Une proposition de loi visant à nationaliser ArcelorMittal France, entreprise sidérurgique considérée comme stratégique pour l'industrie française, a été rejetée par l'Assemblée nationale. L'objectif était de protéger les emplois et la production d'acier en France en plaçant l'entreprise sous contrôle public. Cependant, plusieurs amendements ont limité la portée de cette nationalisation, réduisant les garanties de transparence et de préservation des savoir-faire industriels. Au Sénat, le dossier est toujours en cours.

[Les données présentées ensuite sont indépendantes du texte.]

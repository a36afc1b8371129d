//! HTTP error response conversion
//!
//! This module provides HTTP-specific error response conversion for AppError.
//!
//! **Preferred handler pattern:** Return `Result<impl IntoResponse, HttpAppError>`. Use
//! `AppError` (or types that implement `Into<AppError>`) for errors and `.map_err(Into::into)`
//! so they become `HttpAppError` and render consistently (status, body, logging).

use axum::{
    http::StatusCode,
    response::{IntoResponse, Response},
    Json,
};
use fileforge_core::{AppError, ErrorMetadata, LogLevel};
use fileforge_processing::ValidationError;
use serde::Serialize;

#[derive(Debug, Serialize)]
pub struct ErrorResponse {
    pub error: String,
    #[serde(skip_serializing_if = "Option::is_none")]
    pub details: Option<String>,
    #[serde(skip_serializing_if = "Option::is_none")]
    pub error_type: Option<String>,
    /// Machine-readable error code for programmatic handling
    pub code: String,
    /// Whether this error is recoverable (can be retried)
    pub recoverable: bool,
    /// Suggested action for the client (e.g., "Reduce file size and retry")
    #[serde(skip_serializing_if = "Option::is_none")]
    pub suggested_action: Option<String>,
}

/// Wrapper type for AppError to implement IntoResponse
/// This is necessary because of Rust's orphan rules - we can't implement
/// IntoResponse (external trait) for AppError (external type from fileforge-core)
#[derive(Debug)]
pub struct HttpAppError(pub AppError);

impl From<AppError> for HttpAppError {
    fn from(err: AppError) -> Self {
        HttpAppError(err)
    }
}

impl From<anyhow::Error> for HttpAppError {
    fn from(err: anyhow::Error) -> Self {
        HttpAppError(AppError::InternalWithSource {
            message: err.to_string(),
            source: err,
        })
    }
}

// Convert domain errors to HttpAppError (avoids orphan rule: we impl for local HttpAppError)

impl From<ValidationError> for HttpAppError {
    fn from(err: ValidationError) -> Self {
        let message = err.to_string();
        let app = match err {
            ValidationError::EmptyBatch => AppError::EmptyBatch(message),
            ValidationError::InvalidFormat { .. } => AppError::InvalidFormat(message),
            ValidationError::NoMatchingFiles { .. } => AppError::NoMatchingFiles(message),
            ValidationError::FileTooLarge { .. } => AppError::PayloadTooLarge(message),
            ValidationError::TooManyFiles { .. } => AppError::TooManyFiles(message),
            ValidationError::BatchTooLarge { .. } => AppError::PayloadTooLarge(message),
        };
        HttpAppError(app)
    }
}

fn log_error(error: &AppError) {
    let error_type = error.error_type();
    match error.log_level() {
        LogLevel::Debug => {
            tracing::debug!(error = %error, error_type = error_type, "Error occurred");
        }
        LogLevel::Warn => {
            tracing::warn!(error = %error, error_type = error_type, "Error occurred");
        }
        LogLevel::Error => {
            tracing::error!(error = %error, error_type = error_type, "Error occurred");
        }
    }
}

fn is_production_env() -> bool {
    std::env::var("ENVIRONMENT")
        .or_else(|_| std::env::var("APP_ENV"))
        .map(|env| env.to_lowercase() == "production" || env.to_lowercase() == "prod")
        .unwrap_or(false)
}

impl IntoResponse for HttpAppError {
    fn into_response(self) -> Response {
        let app_error = &self.0;
        let is_production = is_production_env();

        let status = StatusCode::from_u16(app_error.http_status_code())
            .unwrap_or(StatusCode::INTERNAL_SERVER_ERROR);

        log_error(app_error);

        // Always hide details in production for security; in non-production, only show details for non-sensitive errors.
        let body = if is_production || app_error.is_sensitive() {
            Json(ErrorResponse {
                error: app_error.client_message(),
                details: None,
                error_type: None,
                code: app_error.error_code().to_string(),
                recoverable: app_error.is_recoverable(),
                suggested_action: app_error.suggested_action().map(String::from),
            })
        } else {
            Json(ErrorResponse {
                error: app_error.client_message(),
                details: Some(app_error.detailed_message()),
                error_type: Some(app_error.error_type().to_string()),
                code: app_error.error_code().to_string(),
                recoverable: app_error.is_recoverable(),
                suggested_action: app_error.suggested_action().map(String::from),
            })
        };

        (status, body).into_response()
    }
}
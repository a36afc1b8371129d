//! PdfToImages endpoint: rasterize PDF pages into images.

use std::sync::Arc;

use axum::extract::{Multipart, State};
use axum::response::Response;
use fileforge_core::ConversionMode;

use crate::error::HttpAppError;
use crate::state::AppState;

/// Rasterize every page of each uploaded PDF into the requested image
/// format (default PNG).
#[tracing::instrument(skip(state, multipart), fields(operation = "pdf_to_images"))]
pub async fn pdf_to_images(
    State(state): State<Arc<AppState>>,
    multipart: Multipart,
) -> Result<Response, HttpAppError> {
    super::run_per_file_mode(state, ConversionMode::PdfToImages, multipart).await
}
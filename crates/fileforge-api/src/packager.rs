//! Result packaging: decide between a bare file response and a ZIP archive.

use axum::http::{header, HeaderValue, StatusCode};
use axum::response::{IntoResponse, Response};
use fileforge_core::{AppError, Artifact, BatchOutcome, ConversionMode, ConversionResult, Outcome};
use fileforge_processing::archive::build_zip;

/// The HTTP-bound payload for a successful conversion request.
#[derive(Debug)]
pub struct Payload {
    pub filename: String,
    pub content_type: String,
    pub bytes: Vec<u8>,
}

impl Payload {
    /// A single merged or converted file, streamed bare.
    pub fn single(artifact: Artifact) -> Self {
        Self {
            filename: artifact.name,
            content_type: artifact.content_type.to_string(),
            bytes: artifact.bytes,
        }
    }
}

impl IntoResponse for Payload {
    fn into_response(self) -> Response {
        let disposition = format!("attachment; filename=\"{}\"", self.filename);
        let headers = [
            (
                header::CONTENT_TYPE,
                HeaderValue::from_str(&self.content_type)
                    .unwrap_or_else(|_| HeaderValue::from_static("application/octet-stream")),
            ),
            (
                header::CONTENT_DISPOSITION,
                HeaderValue::from_str(&disposition)
                    .unwrap_or_else(|_| HeaderValue::from_static("attachment")),
            ),
        ];
        (StatusCode::OK, headers, self.bytes).into_response()
    }
}

/// Package ordered per-file results into the response payload.
///
/// A single-input batch that produced exactly one artifact is returned bare.
/// Everything else is a ZIP whose entries are the successful artifacts plus
/// an `ERROR_<originalName>.txt` entry per failed item, so the client is
/// never silently missing a file. Zero successes fail the whole request.
pub fn package_results(
    mode: ConversionMode,
    results: Vec<ConversionResult>,
    batch_size: usize,
) -> Result<Payload, AppError> {
    let outcome = BatchOutcome::tally(&results);
    if outcome.successes == 0 {
        return Err(AppError::AllItemsFailed {
            failed: outcome.failures,
            total: results.len(),
        });
    }

    // Decide bare-vs-zip before touching any bytes, so the bare path and
    // the archive path each move every artifact exactly once
    let artifact_count: usize = results
        .iter()
        .map(|r| match &r.outcome {
            Outcome::Success { artifacts } => artifacts.len(),
            Outcome::Failure { .. } => 0,
        })
        .sum();

    if batch_size == 1 && artifact_count == 1 && outcome.failures == 0 {
        let artifact = results
            .into_iter()
            .find_map(|r| match r.outcome {
                Outcome::Success { artifacts } => artifacts.into_iter().next(),
                Outcome::Failure { .. } => None,
            })
            .expect("one artifact counted");
        return Ok(Payload::single(artifact));
    }

    let mut entries: Vec<(String, Vec<u8>)> = Vec::new();
    for result in results {
        match result.outcome {
            Outcome::Success { artifacts } => {
                for artifact in artifacts {
                    entries.push((artifact.name, artifact.bytes));
                }
            }
            Outcome::Failure { reason } => {
                entries.push((
                    format!("ERROR_{}.txt", result.source_name),
                    reason.into_bytes(),
                ));
            }
        }
    }

    let bytes = build_zip(&entries).map_err(|e| AppError::Archive(e.to_string()))?;
    Ok(Payload {
        filename: format!("{}_results.zip", mode.as_str().replace('-', "_")),
        content_type: "application/zip".to_string(),
        bytes,
    })
}

#[cfg(test)]
mod tests {
    use super::*;

    fn success(index: usize, name: &str, artifact_names: &[&str]) -> ConversionResult {
        ConversionResult {
            original_index: index,
            source_name: name.to_string(),
            outcome: Outcome::Success {
                artifacts: artifact_names
                    .iter()
                    .map(|n| Artifact {
                        name: n.to_string(),
                        bytes: vec![1, 2, 3],
                        content_type: "image/png",
                    })
                    .collect(),
            },
        }
    }

    fn failure(index: usize, name: &str, reason: &str) -> ConversionResult {
        ConversionResult {
            original_index: index,
            source_name: name.to_string(),
            outcome: Outcome::Failure {
                reason: reason.to_string(),
            },
        }
    }

    fn zip_entry_names(data: &[u8]) -> Vec<String> {
        let mut archive = zip::ZipArchive::new(std::io::Cursor::new(data.to_vec())).unwrap();
        (0..archive.len())
            .map(|i| archive.by_index(i).unwrap().name().to_string())
            .collect()
    }

    #[test]
    fn test_single_input_single_artifact_is_bare() {
        let payload = package_results(
            ConversionMode::Convert,
            vec![success(0, "photo.png", &["photo.jpg"])],
            1,
        )
        .unwrap();
        assert_eq!(payload.filename, "photo.jpg");
        assert_eq!(payload.content_type, "image/png");
    }

    #[test]
    fn test_multi_file_batch_is_zip_with_error_entries() {
        let payload = package_results(
            ConversionMode::Convert,
            vec![
                success(0, "a.png", &["a.jpg"]),
                failure(1, "b.png", "'b.png': decode failed"),
            ],
            2,
        )
        .unwrap();
        assert_eq!(payload.content_type, "application/zip");
        let names = zip_entry_names(&payload.bytes);
        assert_eq!(names, vec!["a.jpg", "ERROR_b.png.txt"]);
    }

    #[test]
    fn test_single_input_multiple_artifacts_is_zip() {
        // Multi-page PdfToImages on one input
        let payload = package_results(
            ConversionMode::PdfToImages,
            vec![success(0, "doc.pdf", &["doc_page_1.png", "doc_page_2.png"])],
            1,
        )
        .unwrap();
        assert_eq!(payload.content_type, "application/zip");
        assert_eq!(payload.filename, "pdf_to_images_results.zip");
        assert_eq!(
            zip_entry_names(&payload.bytes),
            vec!["doc_page_1.png", "doc_page_2.png"]
        );
    }

    #[test]
    fn test_bare_payload_carries_artifact_bytes_unchanged() {
        let payload = package_results(
            ConversionMode::Convert,
            vec![ConversionResult {
                original_index: 0,
                source_name: "photo.png".to_string(),
                outcome: Outcome::Success {
                    artifacts: vec![Artifact {
                        name: "photo.jpg".to_string(),
                        bytes: vec![9, 8, 7, 6],
                        content_type: "image/jpeg",
                    }],
                },
            }],
            1,
        )
        .unwrap();
        assert_eq!(payload.bytes, vec![9, 8, 7, 6]);
        assert_eq!(payload.content_type, "image/jpeg");
    }

    #[test]
    fn test_zero_successes_is_aggregate_error() {
        let err = package_results(
            ConversionMode::Convert,
            vec![failure(0, "a.png", "bad"), failure(1, "b.png", "bad")],
            2,
        )
        .unwrap_err();
        assert!(matches!(
            err,
            AppError::AllItemsFailed {
                failed: 2,
                total: 2
            }
        ));
    }
}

Pour les citoyens, cela signifie une incertitude sur l'impact concret de la nationalisation, notamment concernant la stabilité des emplois et la souveraineté industrielle.

Enjeux

Ce sujet soulève des questions sur la souveraineté industrielle de la France et la protection des emplois dans un secteur stratégique comme la sidérurgie. Les partisans de la nationalisation, principalement les groupes de gauche [LFI-NFP, SOC, ECOS, GDR], y voient un moyen de préserver les emplois et les savoir-faire industriels, avec une position très favorable et unanime. À l'inverse, les groupes de centre, centre droit et droite [EPR, HOR, DR, DEM, UDDPLR] s'opposent fermement à cette nationalisation, rejetant le texte et ses articles. Le Rassemblement National [RN] a choisi une abstention totale sur l'ensemble du texte, sans prendre position pour ou contre. Les votes nuancés sur certains articles montrent des divisions même au sein des groupes, notamment entre les groupes de gauche sur l'article 3. Ce sujet est important car il touche à la fois à l'économie, à l'emploi et à la souveraineté industrielle, des enjeux cruciaux pour les citoyens.